Data extracts START
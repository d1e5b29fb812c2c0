//! Report storage: reports and the chats attached to them.

use rusqlite::{Connection, OptionalExtension};
use tracing::debug;
use uuid::Uuid;

use crate::model::{ChatMessage, Sender, TripReport, TripReportWithChat};

use super::{ReportStore, Result, Storage, StorageError, parse_timestamp};

impl ReportStore for Storage {
    fn save_report(&self, report: &TripReport, chat: &[ChatMessage]) -> Result<()> {
        report.validate()?;
        let conn = self.connect()?;
        let tx = conn.unchecked_transaction()?;

        let exists = tx
            .query_row(
                "SELECT 1 FROM report WHERE id = ?1",
                [report.id.to_string()],
                |_| Ok(()),
            )
            .optional()?
            .is_some();
        if exists {
            return Err(StorageError::ReportAlreadyExists(report.id));
        }

        tx.execute(
            "INSERT INTO report (id, user_id, date, created_ms, body)
             VALUES (?1, ?2, ?3, ?4, ?5)",
            rusqlite::params![
                report.id.to_string(),
                &report.user_id,
                report.date.to_string(),
                report.created_at.as_millisecond(),
                serde_json::to_string(report)?,
            ],
        )?;
        for (seq, message) in chat.iter().enumerate() {
            tx.execute(
                "INSERT INTO chat_message (id, report_id, seq, sender, text, sent_at)
                 VALUES (?1, ?2, ?3, ?4, ?5, ?6)",
                rusqlite::params![
                    message.id.to_string(),
                    report.id.to_string(),
                    i64::try_from(seq).unwrap_or(i64::MAX),
                    message.sender.as_str(),
                    &message.text,
                    message.sent_at.to_string(),
                ],
            )?;
        }
        tx.commit()?;

        debug!(id = %report.id, messages = chat.len(), "report saved");
        Ok(())
    }

    fn list_reports(&self, user_id: &str, limit: Option<usize>) -> Result<Vec<TripReport>> {
        let conn = self.connect()?;
        let limit = limit.map_or(-1, |n| i64::try_from(n).unwrap_or(i64::MAX));
        let mut stmt = conn.prepare(
            "SELECT body FROM report WHERE user_id = ?1
             ORDER BY created_ms DESC, rowid DESC LIMIT ?2",
        )?;
        let bodies = stmt
            .query_map(rusqlite::params![user_id, limit], |row| row.get::<_, String>(0))?
            .collect::<rusqlite::Result<Vec<_>>>()?;
        bodies.iter().map(|body| decode_report(body)).collect()
    }

    fn list_chat_for(&self, report_id: Uuid) -> Result<Vec<ChatMessage>> {
        let conn = self.connect()?;
        ensure_report(&conn, report_id)?;
        let mut stmt = conn.prepare(
            "SELECT id, sender, text, sent_at FROM chat_message
             WHERE report_id = ?1 ORDER BY seq",
        )?;
        let rows = stmt
            .query_map([report_id.to_string()], |row| {
                Ok((
                    row.get::<_, String>(0)?,
                    row.get::<_, String>(1)?,
                    row.get::<_, String>(2)?,
                    row.get::<_, String>(3)?,
                ))
            })?
            .collect::<rusqlite::Result<Vec<_>>>()?;

        rows.into_iter()
            .map(|(id, sender, text, sent_at)| {
                Ok(ChatMessage {
                    id: id
                        .parse()
                        .map_err(|e| StorageError::Corrupt(format!("invalid message id: {e}")))?,
                    sender: parse_sender(&sender)?,
                    text,
                    sent_at: parse_timestamp(&sent_at, "sent_at")?,
                })
            })
            .collect()
    }
}

impl Storage {
    /// Loads a single report.
    pub fn load_report(&self, id: Uuid) -> Result<TripReport> {
        let conn = self.connect()?;
        let body: Option<String> = conn
            .query_row(
                "SELECT body FROM report WHERE id = ?1",
                [id.to_string()],
                |row| row.get(0),
            )
            .optional()?;
        let body = body.ok_or(StorageError::ReportNotFound(id))?;
        decode_report(&body)
    }

    /// Ids of a user's reports that start with `prefix`.
    pub fn find_report_ids(&self, user_id: &str, prefix: &str) -> Result<Vec<Uuid>> {
        let conn = self.connect()?;
        let mut stmt = conn.prepare(
            "SELECT id FROM report
             WHERE user_id = ?1 AND substr(id, 1, length(?2)) = ?2
             ORDER BY created_ms DESC",
        )?;
        let ids = stmt
            .query_map(rusqlite::params![user_id, prefix.to_lowercase()], |row| {
                row.get::<_, String>(0)
            })?
            .collect::<rusqlite::Result<Vec<_>>>()?;
        ids.iter()
            .map(|id| {
                id.parse()
                    .map_err(|e| StorageError::Corrupt(format!("invalid report id: {e}")))
            })
            .collect()
    }

    /// A user's reports, newest first, each with its chat.
    pub fn reports_with_chat(
        &self,
        user_id: &str,
        limit: Option<usize>,
    ) -> Result<Vec<TripReportWithChat>> {
        self.list_reports(user_id, limit)?
            .into_iter()
            .map(|report| {
                let messages = self.list_chat_for(report.id)?;
                Ok(TripReportWithChat { report, messages })
            })
            .collect()
    }
}

fn ensure_report(conn: &Connection, id: Uuid) -> Result<()> {
    conn.query_row(
        "SELECT 1 FROM report WHERE id = ?1",
        [id.to_string()],
        |_| Ok(()),
    )
    .optional()?
    .ok_or(StorageError::ReportNotFound(id))
}

fn decode_report(body: &str) -> Result<TripReport> {
    let report: TripReport = serde_json::from_str(body)?;
    report
        .validate()
        .map_err(|e| StorageError::Corrupt(format!("stored report {}: {e}", report.id)))?;
    Ok(report)
}

fn parse_sender(value: &str) -> Result<Sender> {
    match value {
        "user" => Ok(Sender::User),
        "assistant" => Ok(Sender::Assistant),
        other => Err(StorageError::Corrupt(format!("unknown sender: {other}"))),
    }
}

#[cfg(test)]
mod tests {
    use super::*;

    use std::collections::BTreeMap;

    use jiff::Timestamp;
    use jiff::civil::date;
    use tempfile::TempDir;

    use crate::model::{Catch, STATUS_COMPLETED, TripError, TripType};

    fn test_storage() -> (TempDir, Storage) {
        let dir = TempDir::new().unwrap();
        let storage = Storage::new(dir.path().join("juka")).unwrap();
        (dir, storage)
    }

    fn sample_report(user_id: &str) -> TripReport {
        TripReport {
            id: Uuid::new_v4(),
            user_id: user_id.into(),
            date: date(2024, 5, 11),
            start_time: None,
            end_time: None,
            duration_minutes: None,
            catches: vec![Catch {
                species: "Lubina".into(),
                count: 3,
                observation: None,
            }],
            total_count: 3,
            trip_type: TripType::Shore,
            rods: 2,
            location: None,
            photos: vec![],
            transcript: None,
            user_info: BTreeMap::new(),
            created_at: Timestamp::now(),
            status: STATUS_COMPLETED.into(),
        }
    }

    fn sample_chat() -> Vec<ChatMessage> {
        vec![
            ChatMessage::user("Hoy pesqué 3 lubinas desde la orilla"),
            ChatMessage::assistant("¿Con cuántas cañas pescaste?"),
            ChatMessage::user("2"),
        ]
    }

    #[test]
    fn save_and_load_report() {
        let (_dir, storage) = test_storage();
        let report = sample_report("marina");

        storage.save_report(&report, &[]).unwrap();
        let loaded = storage.load_report(report.id).unwrap();

        assert_eq!(loaded, report);
    }

    #[test]
    fn save_duplicate_report_fails() {
        let (_dir, storage) = test_storage();
        let report = sample_report("marina");

        storage.save_report(&report, &[]).unwrap();
        let err = storage.save_report(&report, &[]).unwrap_err();

        assert!(matches!(err, StorageError::ReportAlreadyExists(_)));
    }

    #[test]
    fn save_invalid_report_fails() {
        let (_dir, storage) = test_storage();
        let mut report = sample_report("marina");
        report.total_count = 7;

        let err = storage.save_report(&report, &[]).unwrap_err();
        assert!(matches!(
            err,
            StorageError::InvalidReport(TripError::TotalMismatch { total: 7, sum: 3 })
        ));
        assert!(storage.list_reports("marina", None).unwrap().is_empty());
    }

    #[test]
    fn load_nonexistent_report_fails() {
        let (_dir, storage) = test_storage();
        let err = storage.load_report(Uuid::new_v4()).unwrap_err();

        assert!(matches!(err, StorageError::ReportNotFound(_)));
    }

    #[test]
    fn list_reports_newest_first_per_user() {
        let (_dir, storage) = test_storage();

        let mut old = sample_report("marina");
        old.created_at = Timestamp::new(1_000_000_000, 0).unwrap();
        let mut new = sample_report("marina");
        new.created_at = Timestamp::new(2_000_000_000, 0).unwrap();
        let other = sample_report("pablo");

        // Save out of order to verify sorting.
        storage.save_report(&old, &[]).unwrap();
        storage.save_report(&other, &[]).unwrap();
        storage.save_report(&new, &[]).unwrap();

        let reports = storage.list_reports("marina", None).unwrap();
        let ids: Vec<Uuid> = reports.iter().map(|r| r.id).collect();
        assert_eq!(ids, vec![new.id, old.id]);

        let limited = storage.list_reports("marina", Some(1)).unwrap();
        assert_eq!(limited.len(), 1);
        assert_eq!(limited[0].id, new.id);
    }

    #[test]
    fn chat_round_trips_in_order() {
        let (_dir, storage) = test_storage();
        let report = sample_report("marina");
        let chat = sample_chat();

        storage.save_report(&report, &chat).unwrap();
        let loaded = storage.list_chat_for(report.id).unwrap();

        assert_eq!(loaded, chat);
    }

    #[test]
    fn chat_for_nonexistent_report_fails() {
        let (_dir, storage) = test_storage();
        let err = storage.list_chat_for(Uuid::new_v4()).unwrap_err();

        assert!(matches!(err, StorageError::ReportNotFound(_)));
    }

    #[test]
    fn reports_with_chat_attach_messages() {
        let (_dir, storage) = test_storage();
        let with_chat = sample_report("marina");
        let mut without = sample_report("marina");
        without.created_at = Timestamp::new(1_000_000_000, 0).unwrap();

        storage.save_report(&with_chat, &sample_chat()).unwrap();
        storage.save_report(&without, &[]).unwrap();

        let all = storage.reports_with_chat("marina", None).unwrap();
        assert_eq!(all.len(), 2);
        assert!(all[0].has_chat());
        assert_eq!(all[0].messages.len(), 3);
        assert!(!all[1].has_chat());
    }

    #[test]
    fn find_report_ids_by_prefix() {
        let (_dir, storage) = test_storage();
        let report = sample_report("marina");
        storage.save_report(&report, &[]).unwrap();

        let prefix = &report.id.to_string()[..8];
        assert_eq!(
            storage.find_report_ids("marina", prefix).unwrap(),
            vec![report.id]
        );
        assert!(storage.find_report_ids("pablo", prefix).unwrap().is_empty());
    }

    #[test]
    fn prefix_lookup_treats_wildcards_literally() {
        let (_dir, storage) = test_storage();
        let report = sample_report("marina");
        storage.save_report(&report, &[]).unwrap();

        for prefix in ["%", "_", "%-", "________"] {
            assert!(
                storage.find_report_ids("marina", prefix).unwrap().is_empty(),
                "{prefix} matched"
            );
        }
        let upper = report.id.to_string()[..6].to_uppercase();
        assert_eq!(
            storage.find_report_ids("marina", &upper).unwrap(),
            vec![report.id]
        );
    }
}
Data extracts END
Where a line of the records contains the word "Catch", count it; state only the final tally.

2